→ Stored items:
#####

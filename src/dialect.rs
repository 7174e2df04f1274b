use std::fmt;

use serde::Serialize;

/// Playlist text formats understood by [`crate::parser`]
#[derive(Debug, Clone, Copy, PartialEq, Eq, Hash, Serialize)]
#[serde(rename_all = "lowercase")]
pub enum Dialect {
    /// `#EXTM3U` playlist where `#EXTINF` lines carry the channel metadata
    Extm3u,
    /// One stream address per line, no metadata
    Line,
    /// Anything else. Parsed as a single `name,address` record
    Generic,
}

impl Dialect {
    /// Whether a locator of this dialect points at another playlist rather than a stream
    #[must_use]
    pub const fn is_playlist(self) -> bool {
        matches!(self, Self::Extm3u | Self::Line)
    }
}

impl fmt::Display for Dialect {
    fn fmt(&self, f: &mut fmt::Formatter<'_>) -> fmt::Result {
        f.write_str(match self {
            Self::Extm3u => "extm3u",
            Self::Line => "line",
            Self::Generic => "generic",
        })
    }
}

/// Infers the dialect of a locator from its suffix.
///
/// Query strings and fragments are ignored, and so is the case of the extension.
#[must_use]
pub fn detect(locator: &str) -> Dialect {
    let path = locator
        .split_once(['?', '#'])
        .map_or(locator, |(path, _)| path)
        .trim_end();

    if has_suffix(path, ".m3u") {
        Dialect::Extm3u
    } else if has_suffix(path, ".txt") {
        Dialect::Line
    } else {
        Dialect::Generic
    }
}

fn has_suffix(path: &str, suffix: &str) -> bool {
    path.len() >= suffix.len()
        && path
            .get(path.len() - suffix.len()..)
            .is_some_and(|tail| tail.eq_ignore_ascii_case(suffix))
}
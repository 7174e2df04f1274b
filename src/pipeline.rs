use std::{collections::HashSet, sync::Arc};

use futures_util::{StreamExt as _, stream};
use serde::Serialize;
use tokio_util::sync::CancellationToken;
use tracing::instrument;

use crate::{
    config::{MAX_NESTED_DEPTH, PipelineSettings},
    dialect::{self, Dialect},
    fetch::{FetchError, FetchErrorKind, Fetcher},
    merge::{Entry, ResultSet},
    observer::{RunObserver, RunSummary, TracingObserver},
    parser,
    sanitize::sanitize,
};

/// Outcome of [`Pipeline::run_until`]
#[derive(Debug, Clone, Default)]
pub struct Harvest {
    /// Deduplicated entries in first-seen address order
    pub entries: Vec<Entry>,
    /// One row per fetched locator, in the order they were consumed
    pub reports: Vec<LocatorReport>,
    pub summary: RunSummary,
}

#[derive(Debug, Clone, Copy, PartialEq, Eq, Serialize)]
#[serde(rename_all = "kebab-case")]
pub enum LocatorStatus {
    Ok,
    Network,
    HttpStatus,
}

impl From<FetchErrorKind> for LocatorStatus {
    fn from(kind: FetchErrorKind) -> Self {
        match kind {
            FetchErrorKind::Network => Self::Network,
            FetchErrorKind::HttpStatus => Self::HttpStatus,
        }
    }
}

/// How a single locator fared. Serialized as one row of the `--report` CSV
#[derive(Debug, Clone, PartialEq, Eq, Serialize)]
pub struct LocatorReport {
    pub locator: String,
    pub dialect: Dialect,
    pub depth: u8,
    pub status: LocatorStatus,
    /// Raw entries parsed from the body, nested playlists included
    pub entries: usize,
    /// Error message when the fetch failed
    pub detail: String,
}

impl LocatorReport {
    fn failed(dialect: Dialect, depth: u8, error: &FetchError) -> Self {
        Self {
            locator: error.locator().to_string(),
            dialect,
            depth,
            status: error.kind().into(),
            entries: 0,
            detail: error.to_string(),
        }
    }
}

/// Takes locators through fetch, dialect detection, parsing, sanitization and merging
pub struct Pipeline {
    fetcher: Fetcher,
    settings: PipelineSettings,
    observer: Arc<dyn RunObserver>,
}

impl Pipeline {
    /// Builds a pipeline with its own HTTP client, reporting to `tracing`
    ///
    /// # Errors
    /// Errors when the HTTP client can't be built
    pub fn new(settings: PipelineSettings) -> Result<Self, reqwest::Error> {
        Ok(Self::with_fetcher(Fetcher::new(settings.timeout)?, settings))
    }

    #[must_use]
    pub fn with_fetcher(fetcher: Fetcher, settings: PipelineSettings) -> Self {
        Self {
            fetcher,
            settings,
            observer: Arc::new(TracingObserver),
        }
    }

    #[must_use]
    pub fn with_observer(mut self, observer: Arc<dyn RunObserver>) -> Self {
        self.observer = observer;
        self
    }

    /// Processes every locator and returns the merged entries
    pub async fn run<I, S>(&self, locators: I) -> Vec<Entry>
    where
        I: IntoIterator<Item = S>,
        S: AsRef<str>,
    {
        self.run_until(locators, &CancellationToken::new())
            .await
            .entries
    }

    /// Processes locators until done or until `ct` is cancelled.
    ///
    /// Blank and repeated locators are skipped. A locator that fails to fetch is reported
    /// to the observer and contributes nothing. Fetches overlap up to the configured
    /// parallelism, but bodies are consumed in input order so the output doesn't depend
    /// on which server answers first. On cancellation whatever was merged is returned.
    #[instrument(skip_all)]
    pub async fn run_until<I, S>(&self, locators: I, ct: &CancellationToken) -> Harvest
    where
        I: IntoIterator<Item = S>,
        S: AsRef<str>,
    {
        let mut visited = HashSet::new();
        let mut results = ResultSet::new(self.settings.merge_policy);
        let mut summary = RunSummary::default();
        let mut reports = Vec::new();

        let mut layer = Vec::new();
        for locator in locators {
            let locator = locator.as_ref().trim();
            if locator.is_empty() {
                continue;
            }
            if visited.insert(locator.to_string()) {
                layer.push(locator.to_string());
            } else {
                self.observer.locator_skipped(locator);
            }
        }
        self.observer.run_started(layer.len());

        let max_depth = self.settings.nested_depth.min(MAX_NESTED_DEPTH);
        let mut depth = 0;
        while !layer.is_empty() && !ct.is_cancelled() {
            let follow_nested = depth < max_depth;
            let mut next_layer = Vec::new();

            let fetches = stream::iter(layer)
                .map(move |locator| async move {
                    let dialect = dialect::detect(&locator);
                    self.observer.locator_started(&locator, dialect, depth);
                    let body = self.fetcher.fetch(&locator).await;
                    (locator, dialect, body)
                })
                .buffered(self.settings.parallelism.max(1))
                .take_until(ct.cancelled());
            tokio::pin!(fetches);

            while let Some((locator, dialect, body)) = fetches.next().await {
                summary.fetched += 1;
                let content = match body {
                    Ok(content) => content,
                    Err(e) => {
                        summary.failed += 1;
                        self.observer.fetch_failed(&e);
                        reports.push(LocatorReport::failed(dialect, depth, &e));
                        continue;
                    }
                };

                let (mut parsed, mut added, mut nested) = (0, 0, 0);
                for raw in
                    parser::parse_with_fallback(&content, dialect, &self.settings.unknown_name)
                {
                    parsed += 1;

                    if follow_nested && dialect::detect(&raw.address).is_playlist() {
                        if visited.insert(raw.address.clone()) {
                            next_layer.push(raw.address);
                            nested += 1;
                        }
                        continue;
                    }

                    if results.merge(Entry::new(sanitize(&raw.raw_name), raw.address)) {
                        added += 1;
                    }
                }
                self.observer.locator_done(&locator, parsed, added, nested);
                reports.push(LocatorReport {
                    locator,
                    dialect,
                    depth,
                    status: LocatorStatus::Ok,
                    entries: parsed,
                    detail: String::new(),
                });
            }

            layer = next_layer;
            depth += 1;
        }

        summary.cancelled = ct.is_cancelled();
        summary.entries = results.len();
        self.observer.finished(&summary);

        Harvest {
            entries: results.into_entries(),
            reports,
            summary,
        }
    }
}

#####

→ TASK TO CARRY OUT:
Each of the records should be written out precisely as given.

→ YOUR RESPONSE:
filename src/dialect.rs
repository 7174e2df04f1274b
use std::fmt;

use serde::Serialize;

/// Playlist text formats understood by [`crate::parser`]
#[derive(Debug, Clone, Copy, PartialEq, Eq, Hash, Serialize)]
#[serde(rename_all = "lowercase")]
pub enum Dialect {
    /// `#EXTM3U` playlist where `#EXTINF` lines carry the channel metadata
    Extm3u,
    /// One stream address per line, no metadata
    Line,
    /// Anything else. Parsed as a single `name,address` record
    Generic,
}

impl Dialect {
    /// Whether a locator of this dialect points at another playlist rather than a stream
    #[must_use]
    pub const fn is_playlist(self) -> bool {
        matches!(self, Self::Extm3u | Self::Line)
    }
}

impl fmt::Display for Dialect {
    fn fmt(&self, f: &mut fmt::Formatter<'_>) -> fmt::Result {
        f.write_str(match self {
            Self::Extm3u => "extm3u",
            Self::Line => "line",
            Self::Generic => "generic",
        })
    }
}

/// Infers the dialect of a locator from its suffix.
///
/// Query strings and fragments are ignored, and so is the case of the extension.
#[must_use]
pub fn detect(locator: &str) -> Dialect {
    let path = locator
        .split_once(['?', '#'])
        .map_or(locator, |(path, _)| path)
        .trim_end();

    if has_suffix(path, ".m3u") {
        Dialect::Extm3u
    } else if has_suffix(path, ".txt") {
        Dialect::Line
    } else {
        Dialect::Generic
    }
}

fn has_suffix(path: &str, suffix: &str) -> bool {
    path.len() >= suffix.len()
        && path
            .get(path.len() - suffix.len()..)
            .is_some_and(|tail| tail.eq_ignore_ascii_case(suffix))
}
repository 7174e2df04f1274b
filename src/pipeline.rs
use std::{collections::HashSet, sync::Arc};

use futures_util::{StreamExt as _, stream};
use serde::Serialize;
use tokio_util::sync::CancellationToken;
use tracing::instrument;

use crate::{
    config::{MAX_NESTED_DEPTH, PipelineSettings},
    dialect::{self, Dialect},
    fetch::{FetchError, FetchErrorKind, Fetcher},
    merge::{Entry, ResultSet},
    observer::{RunObserver, RunSummary, TracingObserver},
    parser,
    sanitize::sanitize,
};

/// Outcome of [`Pipeline::run_until`]
#[derive(Debug, Clone, Default)]
pub struct Harvest {
    /// Deduplicated entries in first-seen address order
    pub entries: Vec<Entry>,
    /// One row per fetched locator, in the order they were consumed
    pub reports: Vec<LocatorReport>,
    pub summary: RunSummary,
}

#[derive(Debug, Clone, Copy, PartialEq, Eq, Serialize)]
#[serde(rename_all = "kebab-case")]
pub enum LocatorStatus {
    Ok,
    Network,
    HttpStatus,
}

impl From<FetchErrorKind> for LocatorStatus {
    fn from(kind: FetchErrorKind) -> Self {
        match kind {
            FetchErrorKind::Network => Self::Network,
            FetchErrorKind::HttpStatus => Self::HttpStatus,
        }
    }
}

/// How a single locator fared. Serialized as one row of the `--report` CSV
#[derive(Debug, Clone, PartialEq, Eq, Serialize)]
pub struct LocatorReport {
    pub locator: String,
    pub dialect: Dialect,
    pub depth: u8,
    pub status: LocatorStatus,
    /// Raw entries parsed from the body, nested playlists included
    pub entries: usize,
    /// Error message when the fetch failed
    pub detail: String,
}

impl LocatorReport {
    fn failed(dialect: Dialect, depth: u8, error: &FetchError) -> Self {
        Self {
            locator: error.locator().to_string(),
            dialect,
            depth,
            status: error.kind().into(),
            entries: 0,
            detail: error.to_string(),
        }
    }
}

/// Takes locators through fetch, dialect detection, parsing, sanitization and merging
pub struct Pipeline {
    fetcher: Fetcher,
    settings: PipelineSettings,
    observer: Arc<dyn RunObserver>,
}

impl Pipeline {
    /// Builds a pipeline with its own HTTP client, reporting to `tracing`
    ///
    /// # Errors
    /// Errors when the HTTP client can't be built
    pub fn new(settings: PipelineSettings) -> Result<Self, reqwest::Error> {
        Ok(Self::with_fetcher(Fetcher::new(settings.timeout)?, settings))
    }

    #[must_use]
    pub fn with_fetcher(fetcher: Fetcher, settings: PipelineSettings) -> Self {
        Self {
            fetcher,
            settings,
            observer: Arc::new(TracingObserver),
        }
    }

    #[must_use]
    pub fn with_observer(mut self, observer: Arc<dyn RunObserver>) -> Self {
        self.observer = observer;
        self
    }

    /// Processes every locator and returns the merged entries
    pub async fn run<I, S>(&self, locators: I) -> Vec<Entry>
    where
        I: IntoIterator<Item = S>,
        S: AsRef<str>,
    {
        self.run_until(locators, &CancellationToken::new())
            .await
            .entries
    }

    /// Processes locators until done or until `ct` is cancelled.
    ///
    /// Blank and repeated locators are skipped. A locator that fails to fetch is reported
    /// to the observer and contributes nothing. Fetches overlap up to the configured
    /// parallelism, but bodies are consumed in input order so the output doesn't depend
    /// on which server answers first. On cancellation whatever was merged is returned.
    #[instrument(skip_all)]
    pub async fn run_until<I, S>(&self, locators: I, ct: &CancellationToken) -> Harvest
    where
        I: IntoIterator<Item = S>,
        S: AsRef<str>,
    {
        let mut visited = HashSet::new();
        let mut results = ResultSet::new(self.settings.merge_policy);
        let mut summary = RunSummary::default();
        let mut reports = Vec::new();

        let mut layer = Vec::new();
        for locator in locators {
            let locator = locator.as_ref().trim();
            if locator.is_empty() {
                continue;
            }
            if visited.insert(locator.to_string()) {
                layer.push(locator.to_string());
            } else {
                self.observer.locator_skipped(locator);
            }
        }
        self.observer.run_started(layer.len());

        let max_depth = self.settings.nested_depth.min(MAX_NESTED_DEPTH);
        let mut depth = 0;
        while !layer.is_empty() && !ct.is_cancelled() {
            let follow_nested = depth < max_depth;
            let mut next_layer = Vec::new();

            let fetches = stream::iter(layer)
                .map(move |locator| async move {
                    let dialect = dialect::detect(&locator);
                    self.observer.locator_started(&locator, dialect, depth);
                    let body = self.fetcher.fetch(&locator).await;
                    (locator, dialect, body)
                })
                .buffered(self.settings.parallelism.max(1))
                .take_until(ct.cancelled());
            tokio::pin!(fetches);

            while let Some((locator, dialect, body)) = fetches.next().await {
                summary.fetched += 1;
                let content = match body {
                    Ok(content) => content,
                    Err(e) => {
                        summary.failed += 1;
                        self.observer.fetch_failed(&e);
                        reports.push(LocatorReport::failed(dialect, depth, &e));
                        continue;
                    }
                };

                let (mut parsed, mut added, mut nested) = (0, 0, 0);
                for raw in
                    parser::parse_with_fallback(&content, dialect, &self.settings.unknown_name)
                {
                    parsed += 1;

                    if follow_nested && dialect::detect(&raw.address).is_playlist() {
                        if visited.insert(raw.address.clone()) {
                            next_layer.push(raw.address);
                            nested += 1;
                        }
                        continue;
                    }

                    if results.merge(Entry::new(sanitize(&raw.raw_name), raw.address)) {
                        added += 1;
                    }
                }
                self.observer.locator_done(&locator, parsed, added, nested);
                reports.push(LocatorReport {
                    locator,
                    dialect,
                    depth,
                    status: LocatorStatus::Ok,
                    entries: parsed,
                    detail: String::new(),
                });
            }

            layer = next_layer;
            depth += 1;
        }

        summary.cancelled = ct.is_cancelled();
        summary.entries = results.len();
        self.observer.finished(&summary);

        Harvest {
            entries: results.into_entries(),
            reports,
            summary,
        }
    }
}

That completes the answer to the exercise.